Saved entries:
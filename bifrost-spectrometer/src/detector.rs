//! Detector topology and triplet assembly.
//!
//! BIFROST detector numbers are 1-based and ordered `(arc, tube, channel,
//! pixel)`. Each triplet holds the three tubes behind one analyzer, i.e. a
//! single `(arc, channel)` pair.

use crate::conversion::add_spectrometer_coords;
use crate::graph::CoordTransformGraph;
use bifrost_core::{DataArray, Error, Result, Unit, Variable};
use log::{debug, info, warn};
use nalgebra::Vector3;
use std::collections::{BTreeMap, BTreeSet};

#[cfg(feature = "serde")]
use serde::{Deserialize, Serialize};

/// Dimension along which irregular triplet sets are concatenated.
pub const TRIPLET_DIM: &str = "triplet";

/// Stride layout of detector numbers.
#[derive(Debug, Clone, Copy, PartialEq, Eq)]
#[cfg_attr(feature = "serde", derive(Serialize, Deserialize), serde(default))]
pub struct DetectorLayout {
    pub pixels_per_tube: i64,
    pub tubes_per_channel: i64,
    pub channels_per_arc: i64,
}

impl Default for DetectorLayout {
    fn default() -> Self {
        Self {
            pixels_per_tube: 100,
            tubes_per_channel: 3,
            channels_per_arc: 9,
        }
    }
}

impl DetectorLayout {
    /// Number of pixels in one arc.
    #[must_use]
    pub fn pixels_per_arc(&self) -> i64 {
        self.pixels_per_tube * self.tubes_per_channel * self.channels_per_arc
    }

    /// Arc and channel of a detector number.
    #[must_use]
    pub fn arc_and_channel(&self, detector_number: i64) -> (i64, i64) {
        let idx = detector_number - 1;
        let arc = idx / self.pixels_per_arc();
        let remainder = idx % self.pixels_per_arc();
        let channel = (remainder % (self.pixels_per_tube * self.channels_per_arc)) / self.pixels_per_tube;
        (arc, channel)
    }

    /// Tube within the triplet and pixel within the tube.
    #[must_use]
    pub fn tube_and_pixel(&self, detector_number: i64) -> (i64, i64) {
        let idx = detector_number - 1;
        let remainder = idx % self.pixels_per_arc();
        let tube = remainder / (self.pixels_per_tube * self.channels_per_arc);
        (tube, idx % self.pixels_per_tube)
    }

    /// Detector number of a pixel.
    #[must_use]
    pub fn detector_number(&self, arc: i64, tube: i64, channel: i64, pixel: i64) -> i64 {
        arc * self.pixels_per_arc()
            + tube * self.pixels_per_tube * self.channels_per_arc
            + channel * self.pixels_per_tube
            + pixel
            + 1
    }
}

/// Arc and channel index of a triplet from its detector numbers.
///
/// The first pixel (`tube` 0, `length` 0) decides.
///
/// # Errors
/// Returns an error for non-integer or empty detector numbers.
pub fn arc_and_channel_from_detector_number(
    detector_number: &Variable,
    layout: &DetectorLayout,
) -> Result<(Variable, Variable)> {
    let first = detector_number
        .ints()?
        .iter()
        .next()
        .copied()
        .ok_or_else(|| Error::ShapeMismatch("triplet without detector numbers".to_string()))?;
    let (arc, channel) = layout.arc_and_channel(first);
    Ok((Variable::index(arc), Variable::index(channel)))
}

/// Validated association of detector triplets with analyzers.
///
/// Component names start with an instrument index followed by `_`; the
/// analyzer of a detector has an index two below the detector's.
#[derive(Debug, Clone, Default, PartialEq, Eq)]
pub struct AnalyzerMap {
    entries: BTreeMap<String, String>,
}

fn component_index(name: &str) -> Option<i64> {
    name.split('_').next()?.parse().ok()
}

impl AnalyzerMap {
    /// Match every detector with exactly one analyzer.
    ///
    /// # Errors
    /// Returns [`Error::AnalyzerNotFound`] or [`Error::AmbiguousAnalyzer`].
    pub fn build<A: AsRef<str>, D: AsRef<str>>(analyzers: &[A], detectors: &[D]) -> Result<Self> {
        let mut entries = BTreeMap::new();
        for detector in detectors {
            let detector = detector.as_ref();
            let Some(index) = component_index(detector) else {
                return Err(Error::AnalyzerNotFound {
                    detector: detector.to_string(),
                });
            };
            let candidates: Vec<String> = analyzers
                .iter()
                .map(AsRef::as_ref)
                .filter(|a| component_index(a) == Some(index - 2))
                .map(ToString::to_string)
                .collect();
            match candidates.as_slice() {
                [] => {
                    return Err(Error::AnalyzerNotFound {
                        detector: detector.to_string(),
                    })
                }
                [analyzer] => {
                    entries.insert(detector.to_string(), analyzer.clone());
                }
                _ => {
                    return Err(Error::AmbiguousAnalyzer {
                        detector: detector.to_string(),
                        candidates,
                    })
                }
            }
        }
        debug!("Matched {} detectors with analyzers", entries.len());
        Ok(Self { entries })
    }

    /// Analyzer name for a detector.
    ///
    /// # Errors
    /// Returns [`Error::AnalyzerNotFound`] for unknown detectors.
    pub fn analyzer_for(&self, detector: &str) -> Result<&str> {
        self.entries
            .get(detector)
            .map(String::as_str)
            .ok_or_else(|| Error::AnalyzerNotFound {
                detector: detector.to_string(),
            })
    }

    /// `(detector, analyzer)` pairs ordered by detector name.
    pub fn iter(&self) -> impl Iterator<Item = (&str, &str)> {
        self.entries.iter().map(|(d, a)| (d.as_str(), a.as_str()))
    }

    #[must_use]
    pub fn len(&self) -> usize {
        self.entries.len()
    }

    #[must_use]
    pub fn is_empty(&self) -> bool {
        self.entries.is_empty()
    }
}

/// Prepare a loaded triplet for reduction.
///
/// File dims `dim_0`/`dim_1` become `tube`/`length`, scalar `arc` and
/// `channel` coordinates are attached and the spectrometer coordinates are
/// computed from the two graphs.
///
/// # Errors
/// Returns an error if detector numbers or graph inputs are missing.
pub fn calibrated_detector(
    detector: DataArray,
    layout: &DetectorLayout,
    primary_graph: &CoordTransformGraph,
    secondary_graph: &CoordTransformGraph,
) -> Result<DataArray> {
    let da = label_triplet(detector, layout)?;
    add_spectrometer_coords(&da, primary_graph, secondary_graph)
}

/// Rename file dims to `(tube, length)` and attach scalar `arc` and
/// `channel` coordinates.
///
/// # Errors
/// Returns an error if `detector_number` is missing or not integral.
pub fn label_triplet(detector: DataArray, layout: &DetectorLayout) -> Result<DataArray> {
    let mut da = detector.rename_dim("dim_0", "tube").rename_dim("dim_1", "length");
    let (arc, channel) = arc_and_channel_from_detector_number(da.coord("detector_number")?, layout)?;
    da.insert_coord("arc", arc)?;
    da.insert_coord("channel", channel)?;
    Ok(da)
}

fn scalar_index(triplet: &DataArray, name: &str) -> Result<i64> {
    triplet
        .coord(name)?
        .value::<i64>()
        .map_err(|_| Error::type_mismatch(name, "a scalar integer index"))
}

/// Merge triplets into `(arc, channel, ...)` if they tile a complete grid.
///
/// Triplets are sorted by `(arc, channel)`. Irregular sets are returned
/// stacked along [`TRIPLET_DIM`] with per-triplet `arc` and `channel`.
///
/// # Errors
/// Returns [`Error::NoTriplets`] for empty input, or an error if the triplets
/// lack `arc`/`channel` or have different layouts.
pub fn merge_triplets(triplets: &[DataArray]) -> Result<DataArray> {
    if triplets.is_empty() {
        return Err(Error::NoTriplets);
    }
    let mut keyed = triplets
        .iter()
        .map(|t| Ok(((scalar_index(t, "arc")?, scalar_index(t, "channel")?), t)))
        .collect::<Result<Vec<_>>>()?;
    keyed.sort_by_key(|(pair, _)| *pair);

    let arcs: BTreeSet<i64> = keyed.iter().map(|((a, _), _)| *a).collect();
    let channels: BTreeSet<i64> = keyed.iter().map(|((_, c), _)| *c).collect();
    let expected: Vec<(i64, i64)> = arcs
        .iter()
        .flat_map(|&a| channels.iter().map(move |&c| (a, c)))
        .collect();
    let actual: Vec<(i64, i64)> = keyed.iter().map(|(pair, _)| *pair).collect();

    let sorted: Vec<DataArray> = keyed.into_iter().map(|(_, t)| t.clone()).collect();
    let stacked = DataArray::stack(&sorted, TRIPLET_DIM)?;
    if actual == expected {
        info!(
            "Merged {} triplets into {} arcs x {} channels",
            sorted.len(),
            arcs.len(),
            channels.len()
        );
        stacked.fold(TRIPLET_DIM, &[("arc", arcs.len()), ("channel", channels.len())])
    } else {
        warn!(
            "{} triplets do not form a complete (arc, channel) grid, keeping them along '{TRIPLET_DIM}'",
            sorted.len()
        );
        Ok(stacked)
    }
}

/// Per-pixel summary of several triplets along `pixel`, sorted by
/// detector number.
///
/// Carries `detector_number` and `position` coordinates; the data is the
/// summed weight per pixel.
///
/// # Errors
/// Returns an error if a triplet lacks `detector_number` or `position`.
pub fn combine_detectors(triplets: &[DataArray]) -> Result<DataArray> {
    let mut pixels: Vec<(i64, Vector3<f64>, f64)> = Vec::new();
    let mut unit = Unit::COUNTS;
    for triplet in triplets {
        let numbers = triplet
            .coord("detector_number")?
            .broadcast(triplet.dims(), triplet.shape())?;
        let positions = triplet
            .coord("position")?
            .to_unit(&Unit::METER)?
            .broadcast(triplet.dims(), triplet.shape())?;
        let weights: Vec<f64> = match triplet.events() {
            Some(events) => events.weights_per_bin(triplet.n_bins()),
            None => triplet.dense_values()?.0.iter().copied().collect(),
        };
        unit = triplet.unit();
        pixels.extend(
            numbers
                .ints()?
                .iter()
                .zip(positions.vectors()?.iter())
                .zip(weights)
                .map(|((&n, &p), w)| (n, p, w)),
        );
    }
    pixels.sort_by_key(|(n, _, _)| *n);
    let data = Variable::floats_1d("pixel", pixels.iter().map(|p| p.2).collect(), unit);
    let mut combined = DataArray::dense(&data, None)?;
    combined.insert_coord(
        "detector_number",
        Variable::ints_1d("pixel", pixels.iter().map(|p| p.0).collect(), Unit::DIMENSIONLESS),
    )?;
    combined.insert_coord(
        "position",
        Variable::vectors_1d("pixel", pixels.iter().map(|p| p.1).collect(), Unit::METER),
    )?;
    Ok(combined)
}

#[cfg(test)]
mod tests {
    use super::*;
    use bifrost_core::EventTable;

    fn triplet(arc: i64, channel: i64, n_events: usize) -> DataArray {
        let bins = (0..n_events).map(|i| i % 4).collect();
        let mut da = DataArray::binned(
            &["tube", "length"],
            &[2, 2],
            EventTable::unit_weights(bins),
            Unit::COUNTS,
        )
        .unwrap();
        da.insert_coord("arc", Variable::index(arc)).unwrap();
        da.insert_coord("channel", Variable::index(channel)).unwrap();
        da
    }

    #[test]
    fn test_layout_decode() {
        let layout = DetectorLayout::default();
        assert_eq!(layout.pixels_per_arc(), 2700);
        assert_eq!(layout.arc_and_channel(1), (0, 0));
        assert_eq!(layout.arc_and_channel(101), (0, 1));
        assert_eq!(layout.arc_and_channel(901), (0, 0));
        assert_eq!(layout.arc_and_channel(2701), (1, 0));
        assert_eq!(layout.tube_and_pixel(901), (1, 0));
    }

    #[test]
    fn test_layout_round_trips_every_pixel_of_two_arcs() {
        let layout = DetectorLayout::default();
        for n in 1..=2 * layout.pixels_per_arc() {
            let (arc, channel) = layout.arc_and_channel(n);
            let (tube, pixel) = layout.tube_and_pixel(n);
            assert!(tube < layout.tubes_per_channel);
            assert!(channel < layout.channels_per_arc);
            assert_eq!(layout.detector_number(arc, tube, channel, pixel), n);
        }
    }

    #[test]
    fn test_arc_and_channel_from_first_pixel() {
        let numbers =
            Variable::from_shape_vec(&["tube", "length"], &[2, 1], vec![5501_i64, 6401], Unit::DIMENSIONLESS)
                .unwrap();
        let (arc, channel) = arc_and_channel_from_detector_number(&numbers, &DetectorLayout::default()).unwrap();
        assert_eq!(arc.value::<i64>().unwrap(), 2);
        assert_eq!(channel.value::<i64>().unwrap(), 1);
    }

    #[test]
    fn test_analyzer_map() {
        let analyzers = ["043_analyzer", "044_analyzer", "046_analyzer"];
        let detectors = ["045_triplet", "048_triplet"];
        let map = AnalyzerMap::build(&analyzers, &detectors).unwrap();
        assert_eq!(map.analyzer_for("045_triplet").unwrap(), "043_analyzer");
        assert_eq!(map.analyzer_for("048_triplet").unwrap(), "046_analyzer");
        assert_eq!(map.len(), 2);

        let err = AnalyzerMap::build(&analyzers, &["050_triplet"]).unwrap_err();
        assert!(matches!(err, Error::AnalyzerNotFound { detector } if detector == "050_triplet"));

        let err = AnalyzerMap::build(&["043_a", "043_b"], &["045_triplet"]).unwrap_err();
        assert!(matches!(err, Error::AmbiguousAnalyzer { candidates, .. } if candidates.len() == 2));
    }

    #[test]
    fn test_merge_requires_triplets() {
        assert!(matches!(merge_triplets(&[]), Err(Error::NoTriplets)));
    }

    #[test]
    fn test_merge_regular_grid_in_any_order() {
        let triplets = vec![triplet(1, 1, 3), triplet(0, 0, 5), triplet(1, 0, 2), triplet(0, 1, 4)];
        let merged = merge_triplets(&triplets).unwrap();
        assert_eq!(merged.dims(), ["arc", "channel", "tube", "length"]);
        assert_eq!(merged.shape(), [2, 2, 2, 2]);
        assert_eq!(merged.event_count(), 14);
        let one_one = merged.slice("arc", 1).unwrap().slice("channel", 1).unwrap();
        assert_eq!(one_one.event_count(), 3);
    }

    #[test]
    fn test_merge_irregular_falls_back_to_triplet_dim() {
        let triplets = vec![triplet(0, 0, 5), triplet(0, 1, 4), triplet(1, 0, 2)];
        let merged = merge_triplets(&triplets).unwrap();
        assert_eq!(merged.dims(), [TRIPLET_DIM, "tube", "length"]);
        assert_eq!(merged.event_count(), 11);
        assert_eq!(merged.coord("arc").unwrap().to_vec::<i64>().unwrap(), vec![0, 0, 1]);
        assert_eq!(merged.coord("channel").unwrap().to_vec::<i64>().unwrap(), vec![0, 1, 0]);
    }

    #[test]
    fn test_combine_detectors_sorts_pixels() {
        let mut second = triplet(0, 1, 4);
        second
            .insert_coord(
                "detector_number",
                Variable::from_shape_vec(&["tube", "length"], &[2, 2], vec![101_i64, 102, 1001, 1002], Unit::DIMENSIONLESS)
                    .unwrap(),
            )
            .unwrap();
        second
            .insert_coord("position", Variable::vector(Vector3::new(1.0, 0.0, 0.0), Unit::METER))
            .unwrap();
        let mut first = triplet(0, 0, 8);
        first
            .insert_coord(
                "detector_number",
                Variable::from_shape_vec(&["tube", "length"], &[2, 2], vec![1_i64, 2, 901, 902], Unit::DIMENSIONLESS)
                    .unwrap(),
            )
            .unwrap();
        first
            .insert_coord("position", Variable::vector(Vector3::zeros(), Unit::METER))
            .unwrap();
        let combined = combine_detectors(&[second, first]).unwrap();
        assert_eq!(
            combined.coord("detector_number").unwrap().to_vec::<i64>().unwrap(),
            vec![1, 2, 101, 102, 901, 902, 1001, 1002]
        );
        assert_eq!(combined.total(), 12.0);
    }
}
--
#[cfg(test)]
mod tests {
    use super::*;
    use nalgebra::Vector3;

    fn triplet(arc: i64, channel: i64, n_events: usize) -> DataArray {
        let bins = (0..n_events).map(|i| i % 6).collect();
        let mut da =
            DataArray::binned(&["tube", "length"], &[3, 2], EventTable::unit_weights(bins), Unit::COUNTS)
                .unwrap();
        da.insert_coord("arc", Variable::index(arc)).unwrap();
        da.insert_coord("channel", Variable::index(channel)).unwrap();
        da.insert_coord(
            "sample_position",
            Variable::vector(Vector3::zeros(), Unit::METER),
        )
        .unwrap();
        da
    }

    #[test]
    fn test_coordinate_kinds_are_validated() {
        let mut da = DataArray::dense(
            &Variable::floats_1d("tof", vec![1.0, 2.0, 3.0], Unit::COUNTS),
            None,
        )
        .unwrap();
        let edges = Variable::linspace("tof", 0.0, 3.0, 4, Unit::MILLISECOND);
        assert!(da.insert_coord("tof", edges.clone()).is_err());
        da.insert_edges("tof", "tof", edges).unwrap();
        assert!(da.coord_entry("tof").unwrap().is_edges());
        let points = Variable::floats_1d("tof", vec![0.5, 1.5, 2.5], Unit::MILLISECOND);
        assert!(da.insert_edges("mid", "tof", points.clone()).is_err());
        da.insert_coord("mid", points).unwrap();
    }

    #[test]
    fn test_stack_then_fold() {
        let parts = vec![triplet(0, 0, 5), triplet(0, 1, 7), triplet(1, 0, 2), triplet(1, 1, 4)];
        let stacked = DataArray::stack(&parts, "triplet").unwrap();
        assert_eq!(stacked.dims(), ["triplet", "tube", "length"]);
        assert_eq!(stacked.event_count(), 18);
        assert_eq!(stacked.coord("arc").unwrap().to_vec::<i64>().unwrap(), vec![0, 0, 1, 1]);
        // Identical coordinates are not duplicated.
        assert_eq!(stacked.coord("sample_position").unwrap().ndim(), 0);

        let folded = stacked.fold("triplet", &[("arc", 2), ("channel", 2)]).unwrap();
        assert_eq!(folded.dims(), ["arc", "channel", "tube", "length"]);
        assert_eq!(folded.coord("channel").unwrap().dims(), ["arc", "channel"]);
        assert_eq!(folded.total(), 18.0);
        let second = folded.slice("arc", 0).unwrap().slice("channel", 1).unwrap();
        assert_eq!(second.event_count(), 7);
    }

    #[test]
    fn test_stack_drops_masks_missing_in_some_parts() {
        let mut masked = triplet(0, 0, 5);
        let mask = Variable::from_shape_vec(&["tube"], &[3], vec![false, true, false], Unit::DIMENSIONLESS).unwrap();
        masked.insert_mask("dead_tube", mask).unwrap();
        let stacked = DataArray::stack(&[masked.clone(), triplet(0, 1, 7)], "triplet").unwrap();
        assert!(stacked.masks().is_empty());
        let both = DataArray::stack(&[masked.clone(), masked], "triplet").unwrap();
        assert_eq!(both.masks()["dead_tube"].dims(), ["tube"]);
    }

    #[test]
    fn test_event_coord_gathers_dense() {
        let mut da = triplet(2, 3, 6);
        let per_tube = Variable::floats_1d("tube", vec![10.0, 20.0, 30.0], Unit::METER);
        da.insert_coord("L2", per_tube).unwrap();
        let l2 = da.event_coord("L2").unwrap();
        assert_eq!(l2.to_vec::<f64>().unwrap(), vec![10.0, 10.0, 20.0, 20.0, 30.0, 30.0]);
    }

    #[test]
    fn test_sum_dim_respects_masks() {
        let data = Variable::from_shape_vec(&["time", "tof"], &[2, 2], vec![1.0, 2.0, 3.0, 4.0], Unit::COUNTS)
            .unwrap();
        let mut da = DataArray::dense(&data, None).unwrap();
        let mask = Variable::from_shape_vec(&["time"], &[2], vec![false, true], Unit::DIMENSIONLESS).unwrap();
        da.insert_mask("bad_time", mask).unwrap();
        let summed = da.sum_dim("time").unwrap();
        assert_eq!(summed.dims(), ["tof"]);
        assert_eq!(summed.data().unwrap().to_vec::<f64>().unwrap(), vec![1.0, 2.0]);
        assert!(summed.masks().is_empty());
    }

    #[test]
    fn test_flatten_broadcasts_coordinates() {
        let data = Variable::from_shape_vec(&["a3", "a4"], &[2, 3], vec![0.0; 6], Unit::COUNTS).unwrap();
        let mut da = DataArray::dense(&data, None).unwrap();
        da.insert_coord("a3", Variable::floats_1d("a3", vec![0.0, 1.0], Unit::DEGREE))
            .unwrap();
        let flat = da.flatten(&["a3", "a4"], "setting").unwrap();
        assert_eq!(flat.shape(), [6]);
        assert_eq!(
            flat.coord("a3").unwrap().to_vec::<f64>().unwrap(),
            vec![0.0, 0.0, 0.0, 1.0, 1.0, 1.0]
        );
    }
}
...
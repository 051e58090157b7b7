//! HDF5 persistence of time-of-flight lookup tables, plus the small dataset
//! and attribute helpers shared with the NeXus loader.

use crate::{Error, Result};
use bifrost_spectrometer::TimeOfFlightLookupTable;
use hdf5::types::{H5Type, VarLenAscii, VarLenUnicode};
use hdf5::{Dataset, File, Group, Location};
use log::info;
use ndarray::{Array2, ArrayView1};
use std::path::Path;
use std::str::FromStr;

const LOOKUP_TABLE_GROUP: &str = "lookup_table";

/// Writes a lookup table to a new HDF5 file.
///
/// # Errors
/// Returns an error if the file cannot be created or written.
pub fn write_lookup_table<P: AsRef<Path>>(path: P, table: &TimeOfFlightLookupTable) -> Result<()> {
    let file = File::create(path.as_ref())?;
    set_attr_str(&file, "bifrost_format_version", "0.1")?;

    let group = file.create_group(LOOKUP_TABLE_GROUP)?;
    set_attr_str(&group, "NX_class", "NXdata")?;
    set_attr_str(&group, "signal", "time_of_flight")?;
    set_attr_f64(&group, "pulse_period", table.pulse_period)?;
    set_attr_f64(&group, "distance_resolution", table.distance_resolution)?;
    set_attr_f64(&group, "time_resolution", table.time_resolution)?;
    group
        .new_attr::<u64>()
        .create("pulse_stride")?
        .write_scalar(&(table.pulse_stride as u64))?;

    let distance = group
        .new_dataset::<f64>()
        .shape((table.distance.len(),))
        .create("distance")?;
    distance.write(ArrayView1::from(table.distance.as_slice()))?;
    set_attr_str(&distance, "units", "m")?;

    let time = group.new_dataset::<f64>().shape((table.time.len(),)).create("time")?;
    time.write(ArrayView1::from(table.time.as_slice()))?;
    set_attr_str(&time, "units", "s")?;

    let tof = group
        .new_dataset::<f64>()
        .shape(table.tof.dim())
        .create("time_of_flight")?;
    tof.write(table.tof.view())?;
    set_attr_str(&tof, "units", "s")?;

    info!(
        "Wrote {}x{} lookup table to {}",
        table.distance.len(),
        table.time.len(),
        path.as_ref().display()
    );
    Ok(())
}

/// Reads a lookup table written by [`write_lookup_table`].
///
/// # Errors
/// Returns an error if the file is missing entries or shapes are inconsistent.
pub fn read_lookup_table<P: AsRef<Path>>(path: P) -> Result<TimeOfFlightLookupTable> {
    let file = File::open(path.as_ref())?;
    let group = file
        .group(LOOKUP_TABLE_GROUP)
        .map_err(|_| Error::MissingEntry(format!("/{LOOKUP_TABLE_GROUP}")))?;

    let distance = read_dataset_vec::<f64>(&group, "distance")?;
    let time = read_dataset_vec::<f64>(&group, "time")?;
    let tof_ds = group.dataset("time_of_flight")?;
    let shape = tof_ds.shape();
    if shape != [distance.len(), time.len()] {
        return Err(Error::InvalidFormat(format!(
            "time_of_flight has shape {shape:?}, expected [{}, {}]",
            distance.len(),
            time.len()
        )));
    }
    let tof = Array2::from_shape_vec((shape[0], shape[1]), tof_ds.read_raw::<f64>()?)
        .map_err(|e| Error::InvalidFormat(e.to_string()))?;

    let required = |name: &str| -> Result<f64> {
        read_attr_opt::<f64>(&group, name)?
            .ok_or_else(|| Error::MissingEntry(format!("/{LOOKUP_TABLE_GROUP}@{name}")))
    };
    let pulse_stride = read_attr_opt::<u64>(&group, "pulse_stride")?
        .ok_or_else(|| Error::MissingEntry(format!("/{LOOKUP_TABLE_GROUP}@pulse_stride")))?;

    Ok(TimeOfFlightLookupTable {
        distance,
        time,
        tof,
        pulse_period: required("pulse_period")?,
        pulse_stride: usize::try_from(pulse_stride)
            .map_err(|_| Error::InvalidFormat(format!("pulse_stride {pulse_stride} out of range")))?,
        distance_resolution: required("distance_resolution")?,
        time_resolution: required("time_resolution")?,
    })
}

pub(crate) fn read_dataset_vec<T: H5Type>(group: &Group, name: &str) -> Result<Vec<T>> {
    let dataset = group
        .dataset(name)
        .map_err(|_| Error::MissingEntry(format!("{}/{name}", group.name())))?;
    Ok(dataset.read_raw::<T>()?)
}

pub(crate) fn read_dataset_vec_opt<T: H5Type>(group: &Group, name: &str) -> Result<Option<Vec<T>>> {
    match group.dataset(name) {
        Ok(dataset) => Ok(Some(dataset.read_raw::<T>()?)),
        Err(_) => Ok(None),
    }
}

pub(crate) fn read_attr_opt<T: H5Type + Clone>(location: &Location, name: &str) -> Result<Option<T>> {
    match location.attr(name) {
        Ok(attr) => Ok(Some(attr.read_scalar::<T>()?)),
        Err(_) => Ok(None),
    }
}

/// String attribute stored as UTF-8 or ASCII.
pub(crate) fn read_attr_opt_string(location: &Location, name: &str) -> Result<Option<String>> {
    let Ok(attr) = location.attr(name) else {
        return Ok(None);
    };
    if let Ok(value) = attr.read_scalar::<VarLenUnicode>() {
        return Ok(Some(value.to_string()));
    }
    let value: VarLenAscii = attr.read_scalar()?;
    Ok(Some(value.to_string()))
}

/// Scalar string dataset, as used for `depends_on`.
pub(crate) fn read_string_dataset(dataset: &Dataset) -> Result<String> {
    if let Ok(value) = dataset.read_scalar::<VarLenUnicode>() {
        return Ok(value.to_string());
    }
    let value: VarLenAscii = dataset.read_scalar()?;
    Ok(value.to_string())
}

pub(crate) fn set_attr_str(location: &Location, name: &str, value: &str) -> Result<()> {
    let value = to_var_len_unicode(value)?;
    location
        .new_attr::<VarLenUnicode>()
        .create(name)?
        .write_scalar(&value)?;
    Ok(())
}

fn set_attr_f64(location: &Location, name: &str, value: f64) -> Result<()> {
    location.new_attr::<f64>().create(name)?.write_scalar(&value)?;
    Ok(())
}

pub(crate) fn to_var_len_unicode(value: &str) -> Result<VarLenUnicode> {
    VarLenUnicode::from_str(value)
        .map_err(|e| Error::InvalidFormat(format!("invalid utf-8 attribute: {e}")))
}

§ **PROBLEM TO SOLVE**
Please go through the data and copy each line containing the word "required".

§ **SOLUTION BELOW**
    let required = |name: &str| -> Result<f64> {
        pulse_period: required("pulse_period")?,
        distance_resolution: required("distance_resolution")?,
        time_resolution: required("time_resolution")?,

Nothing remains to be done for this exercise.